The President of the United States

Takes Pleasure in Presenting The Silver Star To

Mark L. Donald

Lieutenant, United States Navy
For Services as Set Forth in the Following Citation:

For conspicuous gallantry and intrepidity in action while assigned to a joint operational unit conducting combat operations against Al Qa'ida and Taliban forces in support of Operation ENDURING FREEDOM. In November 2003, Lieutenant Donald was part of a multiple vehicle mounted patrol caught in an ambush by extremely heavy rocket-propelled grenades and small arms fire. The vehicle immediately in front of Lieutenant Donald's was disabled by enemy fire, trapping his vehicle in the kill zone.
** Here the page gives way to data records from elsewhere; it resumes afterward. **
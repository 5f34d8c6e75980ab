//! Rays and their factory.
//!
//! A ray owns one contiguous coefficient block: the `dim` coordinates,
//! followed by one cached discrepancy per input row when the plus/plus
//! optimization is on. Normalization always covers the whole block, so
//! cached discrepancies stay consistent with the coordinates.
//!
//! Cross-links between rays are stable slab indices, never references;
//! the store recycles both the control blocks and the coefficient
//! blocks.

use skelter_core::{BlockPool, Slab, SmallSet};

use crate::linalg::lin_comb2_into;
use crate::num::{DefaultNormalizer, Normalizer as _, Num};

#[derive(Clone, Copy, Debug, PartialEq, Eq)]
pub(crate) struct RayId(u32);

impl RayId {
    #[inline]
    pub(crate) fn index(self) -> usize {
        self.0 as usize
    }
}

#[derive(Debug)]
pub(crate) struct Ray<N, S> {
    /// Coordinates, then cached discrepancies.
    pub(crate) block: Vec<N>,
    /// Input rows incident to this ray.
    pub(crate) cobasis: S,
    /// Current neighbors in the 1-skeleton.
    pub(crate) adjacent: Vec<RayId>,
    /// Not-yet-processed inequalities this ray violates.
    pub(crate) outside: Vec<usize>,
    /// Cached dot product against the current pivot row.
    pub(crate) pivot_discrepancy: N,
    /// Last pivot step that touched this ray.
    pub(crate) visiting_step: u64,
}

pub(crate) struct RayStore<N: DefaultNormalizer, S> {
    dim: usize,
    extended_dim: usize,
    /// Row count of the inequality system; capacity of every cobasis.
    universe: usize,
    slab: Slab<Ray<N, S>>,
    blocks: BlockPool<N>,
    norm: N::Norm,
}

impl<N: Num + DefaultNormalizer, S: SmallSet> RayStore<N, S> {
    pub(crate) fn new(dim: usize, num_discrepancies: usize, universe: usize) -> Self {
        Self {
            dim,
            extended_dim: dim + num_discrepancies,
            universe,
            slab: Slab::new(),
            blocks: BlockPool::new(),
            norm: N::Norm::default(),
        }
    }

    /// New normalized ray from explicit coordinates (and cached
    /// discrepancies when the store carries them). The cobasis starts
    /// empty.
    pub(crate) fn create(&mut self, coordinates: &[N], discrepancies: &[N]) -> RayId {
        let mut block = self.blocks.acquire(self.extended_dim, N::zero());
        block[..self.dim].clone_from_slice(coordinates);
        block[self.dim..].clone_from_slice(&discrepancies[..self.extended_dim - self.dim]);
        self.norm.normalize(&mut block);
        let ray = Ray {
            block,
            cobasis: S::empty(self.universe),
            adjacent: Vec::new(),
            outside: Vec::new(),
            pivot_discrepancy: N::zero(),
            visiting_step: 0,
        };
        RayId(self.slab.insert(ray) as u32)
    }

    /// New ray on the `(plus, minus)` edge cut by the pivot row:
    /// `r' = d⁺ · r⁻ − d⁻ · r⁺` over the whole block, so the cached
    /// discrepancies combine along with the coordinates.
    ///
    /// The new ray starts adjacent to `plus`, and the edge `plus–minus`
    /// is rewritten to `plus–r'` in place.
    pub(crate) fn combine(&mut self, plus: RayId, minus: RayId, pivot_inequality: usize) -> RayId {
        let mut block = self.blocks.acquire(self.extended_dim, N::zero());
        let (mut cobasis, visiting_step) = {
            let plus_ray = &self.slab[plus.index()];
            let minus_ray = &self.slab[minus.index()];
            lin_comb2_into(
                &mut block,
                &minus_ray.block,
                &plus_ray.pivot_discrepancy,
                &plus_ray.block,
                &minus_ray.pivot_discrepancy.ref_neg(),
            );
            (
                S::intersection(&plus_ray.cobasis, &minus_ray.cobasis),
                plus_ray.visiting_step,
            )
        };
        self.norm.normalize(&mut block);
        cobasis.insert(pivot_inequality);
        let ray = Ray {
            block,
            cobasis,
            adjacent: vec![plus],
            outside: Vec::new(),
            pivot_discrepancy: N::zero(),
            visiting_step,
        };
        let id = RayId(self.slab.insert(ray) as u32);
        let plus_ray = &mut self.slab[plus.index()];
        if let Some(entry) = plus_ray.adjacent.iter_mut().find(|entry| **entry == minus) {
            *entry = id;
        }
        id
    }

    pub(crate) fn release(&mut self, id: RayId) {
        let ray = self.slab.remove(id.index());
        self.blocks.release(ray.block);
    }

    #[inline]
    pub(crate) fn ray(&self, id: RayId) -> &Ray<N, S> {
        &self.slab[id.index()]
    }

    #[inline]
    pub(crate) fn ray_mut(&mut self, id: RayId) -> &mut Ray<N, S> {
        &mut self.slab[id.index()]
    }

    #[inline]
    pub(crate) fn coordinates(&self, id: RayId) -> &[N] {
        &self.ray(id).block[..self.dim]
    }

    /// Cached discrepancies; empty unless the store was built with them.
    #[inline]
    pub(crate) fn discrepancies(&self, id: RayId) -> &[N] {
        &self.ray(id).block[self.dim..]
    }

    pub(crate) fn take_adjacent(&mut self, id: RayId) -> Vec<RayId> {
        std::mem::take(&mut self.ray_mut(id).adjacent)
    }

    pub(crate) fn put_adjacent(&mut self, id: RayId, adjacent: Vec<RayId>) {
        self.ray_mut(id).adjacent = adjacent;
    }

    pub(crate) fn outstanding(&self) -> usize {
        self.slab.outstanding()
    }
}

#[cfg(test)]
mod tests {
    use super::RayStore;
    use crate::num::Num;
    use skelter_core::{SmallSet, SortedSet};

    #[test]
    fn created_rays_are_normalized() {
        let mut store: RayStore<i64, SortedSet<u8>> = RayStore::new(3, 0, 4);
        let id = store.create(&[2, -4, 6], &[]);
        assert_eq!(store.coordinates(id), &[1, -2, 3]);
        store.release(id);
        assert_eq!(store.outstanding(), 0);
    }

    #[test]
    fn combine_lands_on_the_pivot_hyperplane() {
        let mut store: RayStore<i64, SortedSet<u8>> = RayStore::new(2, 0, 3);
        let plus = store.create(&[1, 0], &[]);
        let minus = store.create(&[0, 1], &[]);
        store.ray_mut(plus).cobasis.insert(0);
        store.ray_mut(plus).cobasis.insert(2);
        store.ray_mut(minus).cobasis.insert(0);
        store.ray_mut(minus).adjacent.push(plus);
        store.ray_mut(plus).adjacent.push(minus);
        // Pivot row x - y >= 0: plus has discrepancy 1, minus has -1.
        store.ray_mut(plus).pivot_discrepancy = 1;
        store.ray_mut(minus).pivot_discrepancy = -1;

        let fresh = store.combine(plus, minus, 1);
        // d+ * r- - d- * r+ = (0,1) + (1,0).
        assert_eq!(store.coordinates(fresh), &[1, 1]);
        assert_eq!(store.ray(fresh).cobasis.indices(), vec![0, 1]);
        assert_eq!(store.ray(fresh).adjacent, vec![plus]);
        // The plus ray's edge to the consumed minus ray now points at
        // the new ray.
        assert_eq!(store.ray(plus).adjacent, vec![fresh]);
        assert_eq!(store.ray(fresh).visiting_step, 0);
        assert_eq!(store.ray(fresh).pivot_discrepancy, i64::zero());
    }
}
//! Stream selection for input, output, log and summary.

use std::fs::File;
use std::io::Read as _;
use std::path::{Path, PathBuf};
use std::sync::Arc;

use anyhow::{Context as _, Result, bail};
use clap::Args;
use tracing_subscriber::fmt::writer::BoxMakeWriter;

/// The shared I/O flag surface: one source for the matrix, one sink
/// each for the result, the log and the summary.
#[derive(Args, Debug)]
pub struct IoArgs {
    /// Input file with the inequality matrix: `M N` followed by M*N
    /// whitespace-separated entries in row-major order.
    #[arg(short = 'i', long = "ifile", value_name = "FILE", group = "input")]
    pub input_file: Option<PathBuf>,

    /// Positional input file (same format as --ifile).
    #[arg(value_name = "FILE", group = "input")]
    pub input_positional: Option<PathBuf>,

    /// Read the input matrix from stdin.
    #[arg(long = "istdin", group = "input")]
    pub input_stdin: bool,

    /// Result file, same format as the input.
    #[arg(short = 'o', long = "ofile", value_name = "FILE", group = "output")]
    pub output_file: Option<PathBuf>,

    /// Write the result to stdout (the default).
    #[arg(long = "ostdout", group = "output")]
    pub output_stdout: bool,

    /// Do not write the result.
    #[arg(long = "nooutput", group = "output")]
    pub no_output: bool,

    /// Log file.
    #[arg(short = 'l', long = "lfile", value_name = "FILE", group = "log")]
    pub log_file: Option<PathBuf>,

    /// Write the log to stdout (the default).
    #[arg(long = "lstdout", group = "log")]
    pub log_stdout: bool,

    /// Do not write a log.
    #[arg(long = "nolog", group = "log")]
    pub no_log: bool,

    /// Verbose log: dump the working system after every iteration.
    #[arg(short = 'V', long = "verbose")]
    pub verbose: bool,

    /// Summary file.
    #[arg(short = 's', long = "sfile", value_name = "FILE", group = "summary")]
    pub summary_file: Option<PathBuf>,

    /// Write the summary to stdout (the default).
    #[arg(long = "sstdout", group = "summary")]
    pub summary_stdout: bool,

    /// Do not write a summary.
    #[arg(long = "nosummary", group = "summary")]
    pub no_summary: bool,
}

#[derive(Clone, Debug)]
pub enum Sink {
    File(PathBuf),
    Stdout,
    Null,
}

impl IoArgs {
    pub fn read_input(&self) -> Result<String> {
        if self.input_stdin {
            let mut text = String::new();
            std::io::stdin()
                .read_to_string(&mut text)
                .context("could not read input from stdin")?;
            return Ok(text);
        }
        let path = self
            .input_file
            .as_deref()
            .or(self.input_positional.as_deref());
        let Some(path) = path else {
            bail!("no input source: give a filename, --ifile or --istdin");
        };
        std::fs::read_to_string(path)
            .with_context(|| format!("could not open input file {}", path.display()))
    }

    pub fn output_sink(&self) -> Sink {
        resolve_sink(self.output_file.as_deref(), self.no_output)
    }

    pub fn log_sink(&self) -> Sink {
        resolve_sink(self.log_file.as_deref(), self.no_log)
    }

    pub fn summary_sink(&self) -> Sink {
        resolve_sink(self.summary_file.as_deref(), self.no_summary)
    }

    /// Installs the global subscriber writing to the log sink. Verbose
    /// runs include the per-iteration system dumps.
    pub fn init_logging(&self) -> Result<()> {
        let sink = self.log_sink();
        let level = match (&sink, self.verbose) {
            (Sink::Null, _) => tracing::level_filters::LevelFilter::OFF,
            (_, true) => tracing::level_filters::LevelFilter::TRACE,
            (_, false) => tracing::level_filters::LevelFilter::INFO,
        };
        let writer = match &sink {
            Sink::File(path) => {
                let file = File::create(path)
                    .with_context(|| format!("could not open log output file {}", path.display()))?;
                BoxMakeWriter::new(Arc::new(file))
            }
            Sink::Stdout => BoxMakeWriter::new(std::io::stdout),
            Sink::Null => BoxMakeWriter::new(std::io::sink),
        };
        tracing_subscriber::fmt()
            .with_target(false)
            .without_time()
            .with_max_level(level)
            .with_writer(writer)
            .init();
        Ok(())
    }
}

fn resolve_sink(file: Option<&Path>, suppressed: bool) -> Sink {
    if suppressed {
        Sink::Null
    } else if let Some(path) = file {
        Sink::File(path.to_path_buf())
    } else {
        Sink::Stdout
    }
}

pub fn write_sink(sink: &Sink, what: &str, text: &str) -> Result<()> {
    match sink {
        Sink::File(path) => std::fs::write(path, text)
            .with_context(|| format!("could not open {what} file {}", path.display())),
        Sink::Stdout => {
            print!("{text}");
            Ok(())
        }
        Sink::Null => Ok(()),
    }
}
Lieutenant Donald exited his vehicle and immediately provided covering fire for the rest of his team members as they exited the vehicle. He took charge of the Afghan soldiers from two stopped vehicles, organized them while under enemy fire, and directed their effective fire against the ambushers. He coordinated the extraction of the trapped patrol members with the rest of the patrol, and provided covering fire as they trapped Afghan soldiers re-mounted the vehicles. Under extremely heavy enemy machine gun fire, Lieutenant Donald placed himself in the driver's seat of the lead vehicle. Despite a rapidly increasing volume of enemy fire, Lieutenant Donald led the trapped soldiers 300 meters out of the kill zone to a position of cover. He then coordinated covering fire and led a further movement under enemy fire to a position of relative safety. Lieutenant Donald immediately began emergency medical care for a wounded Afghan soldier and arranged prompt medical evacuation. By his heroic display of decisive leadership, unyielding courage in the face of constant enemy fire, and utmost devotion to duty, Lieutenant Donald reflected great credit upon himself and upheld the highest traditions of the United States Naval Service.